No Excuses!
Do you ever feel you do not have time to practice mindfulness meditation? Is your day too busy? No problem! There are countless opportunities throughout everyone’s day to practice “mini-mindfulness” and reap the benefits:
- Standing in a checkout line
- Taking a break from work
- Sitting in a waiting room
- Waiting for something to start: a concert, a movie, being served in a restaurant
You Can “Find the Time”
Basically, any situation we might formerly have considered “wasted time” is a perfect opportunity for a mini-meditation. You might be surprised at how far less frustrated you feel about the wait. When we are on the go throughout the day, our mind, body, and spirit can easily be stressed to the max. Our energy wanes, our temper snaps, and our ability to observe situations with fresh eyes is lacking.
Calling Time Out
Enter mindfulness. In just a few minutes, we can renew our spirits by taking a time-out from worries, obsessing about what we might be doing next, or fretting over something that just happened. Mindfulness takes us “out of time” briefly and allows our brain and body to recoup much-needed energy. Mindfulness also gives us the opportunity to gain perspective on whatever we have been caught up in. We gain helpful insights into our patterns of conditioned thinking and reactivity. Mindfulness entails a shift from our busy mental chatter into a focused non-judgmental awareness of the current moment. You may be surprised at how easily you can pull this off.
Steps for a Mini-Mindfulness Break:
- Close your eyes or soften your gaze.
- Straighten your posture so it is “regal but not rigid.”
- Notice the physical sensations where your body is touching a surface: Your feet on the ground, your body touching a chair, your hands in your lap, against your sides or on a desk, your eyelids pressed together or loosely apart, your lips touching each other, etc.
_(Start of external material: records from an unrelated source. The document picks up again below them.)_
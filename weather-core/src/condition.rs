//! Qualitative weather condition derived from temperature alone.

use serde::{Deserialize, Serialize};
use std::io::Write;

#[derive(Debug, Clone, Copy, PartialEq, Eq, Hash, Serialize, Deserialize)]
pub enum Condition {
    Sunny,
    Cloudy,
    Rainy,
    Snowy,
}

/// Tiers checked top-down; a temperature must be strictly above the bound
/// to land in the tier, so boundary values fall into the next one down.
const TIERS: &[(f64, Condition)] = &[
    (25.0, Condition::Sunny),
    (15.0, Condition::Cloudy),
    (0.0, Condition::Rainy),
];

/// Returned when no tier matches, including for NaN.
const FALLBACK: Condition = Condition::Snowy;

/// Classify a Celsius temperature.
pub fn classify(temperature_c: f64) -> Condition {
    TIERS
        .iter()
        .find(|(bound, _)| temperature_c > *bound)
        .map(|(_, condition)| *condition)
        .unwrap_or(FALLBACK)
}

impl Condition {
    pub fn label(&self) -> &'static str {
        match self {
            Condition::Sunny => "Sunny",
            Condition::Cloudy => "Cloudy",
            Condition::Rainy => "Rainy",
            Condition::Snowy => "Snowy",
        }
    }

    pub const fn all() -> &'static [Condition] {
        &[
            Condition::Sunny,
            Condition::Cloudy,
            Condition::Rainy,
            Condition::Snowy,
        ]
    }

    /// Write the user-facing line for this condition.
    pub fn render(&self, out: &mut dyn Write) -> std::io::Result<()> {
        writeln!(out, "Weather: {}", self.label())
    }
}

impl std::fmt::Display for Condition {
    fn fmt(&self, f: &mut std::fmt::Formatter<'_>) -> std::fmt::Result {
        f.write_str(self.label())
    }
}
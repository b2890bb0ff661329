use serde::{Deserialize, Serialize};

use crate::condition::Condition;
use crate::units::{TemperatureScale, convert};

/// One set of raw measurements as produced by a collector.
#[derive(Debug, Clone, Copy, PartialEq, Default, Serialize, Deserialize)]
pub struct Measurements {
    pub temperature_c: f64,
    pub humidity_pct: f64,
    pub pressure_hpa: f64,
}

impl Measurements {
    pub fn new(temperature_c: f64, humidity_pct: f64, pressure_hpa: f64) -> Self {
        Self { temperature_c, humidity_pct, pressure_hpa }
    }

    pub fn temperature(&self, scale: TemperatureScale) -> f64 {
        convert(self.temperature_c, TemperatureScale::Celsius, scale)
    }
}

/// Consistent view of the station: measurements and the condition derived
/// from the same write.
#[derive(Debug, Clone, Copy, PartialEq, Default, Serialize, Deserialize)]
pub struct Snapshot {
    pub measurements: Measurements,
    /// `None` until the first write.
    pub condition: Option<Condition>,
}

impl Snapshot {
    /// Print the last reading with the temperature shown in `scale`.
    pub fn render_report(
        &self,
        scale: TemperatureScale,
        out: &mut dyn std::io::Write,
    ) -> std::io::Result<()> {
        let m = &self.measurements;
        writeln!(out, "Last Weather Data:")?;
        writeln!(
            out,
            "Temperature ({}): {:.1}{}",
            scale,
            m.temperature(scale),
            scale.symbol()
        )?;
        writeln!(out, "Humidity: {:.1}%", m.humidity_pct)?;
        writeln!(out, "Pressure: {:.1} hPa", m.pressure_hpa)
    }
}

/// Row handed to a persistence sink, matching the
/// `weather_data (time, temperature, humidity, pressure)` layout.
#[derive(Debug, Clone, PartialEq, Serialize, Deserialize)]
pub struct StoredReading {
    pub time: String,
    pub temperature: f64,
    pub humidity: f64,
    pub pressure: f64,
}

impl StoredReading {
    pub fn new(time: impl Into<String>, m: &Measurements) -> Self {
        Self {
            time: time.into(),
            temperature: m.temperature_c,
            humidity: m.humidity_pct,
            pressure: m.pressure_hpa,
        }
    }
}

#[cfg(test)]
mod tests {
    use super::*;

    #[test]
    fn report_uses_requested_scale() {
        let snapshot = Snapshot {
            measurements: Measurements::new(30.0, 60.0, 1015.0),
            condition: Some(Condition::Sunny),
        };

        let mut out = Vec::new();
        snapshot.render_report(TemperatureScale::Fahrenheit, &mut out).unwrap();
        let text = String::from_utf8(out).unwrap();

        assert!(text.contains("Temperature (Fahrenheit): 86.0°F"));
        assert!(text.contains("Humidity: 60.0%"));
        assert!(text.contains("Pressure: 1015.0 hPa"));
    }

    #[test]
    fn stored_reading_keeps_celsius() {
        let row = StoredReading::new("2023-11-07 12:00:00", &Measurements::new(-3.5, 72.0, 1019.5));

        assert_eq!(row.time, "2023-11-07 12:00:00");
        assert_eq!(row.temperature, -3.5);
        assert_eq!(row.humidity, 72.0);
        assert_eq!(row.pressure, 1019.5);
    }
}
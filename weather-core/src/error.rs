use thiserror::Error;

/// Errors raised when a user-supplied name does not match a known value.
#[derive(Debug, Error, Clone, PartialEq, Eq)]
pub enum ParseError {
    #[error("Unknown temperature scale '{0}'. Supported scales: Celsius, Fahrenheit, Kelvin.")]
    Scale(String),

    #[error("Unknown data source '{0}'. Supported sources: api, sensor.")]
    Source(String),
}

/// Failures of a persistence sink. These never reach the caller of
/// `set_measurements`; the recorder logs and drops them.
#[derive(Debug, Error)]
pub enum StoreError {
    #[error("failed to write reading to {path}: {source}")]
    Io {
        path: String,
        #[source]
        source: std::io::Error,
    },

    #[error("failed to encode reading: {0}")]
    Encode(#[from] serde_json::Error),

    #[error("failed to send reading to {endpoint}: {source}")]
    Http {
        endpoint: String,
        #[source]
        source: reqwest::Error,
    },

    #[error("reading endpoint {endpoint} rejected the request with status {status}")]
    Rejected { endpoint: String, status: u16 },
}

#[derive(Debug, Error)]
pub enum StationError {
    /// Nothing has been written yet, so there is no condition to show.
    #[error("no weather data has been collected yet")]
    NoReading,

    #[error("failed to write output: {0}")]
    Io(#[from] std::io::Error),
}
- Take three or four breaths to let the mind and body settle.
- Come into the present moment. Right here. Right now.
- While following the natural rhythm of your breath, gently observe your thoughts, feelings, and sensations.
- Check in with how you are relating to your current experience without judgment. It is what it is.
- If your mind wanders away from the present moment, just gently bring it back to sensations.
When you have to return to your daily activities, try to focus on only what you’re doing in each moment. Let future moments take care of themselves.
Pick a Time, Any Time
Here are other times you can step away from thoughts about the past and future and into the present moment:
- Driving
- Preparing meals
- Showering or washing your hands
- Getting dressed
- Walking or running
- Basically any time you can let your focus rest upon your bodily sensations and your breath
Try to take every opportunity you can for a mini-mindfulness break. Over time, you will make the shift from stressed-out to calm and serene with hardly any effort. Your mind and body will thank you.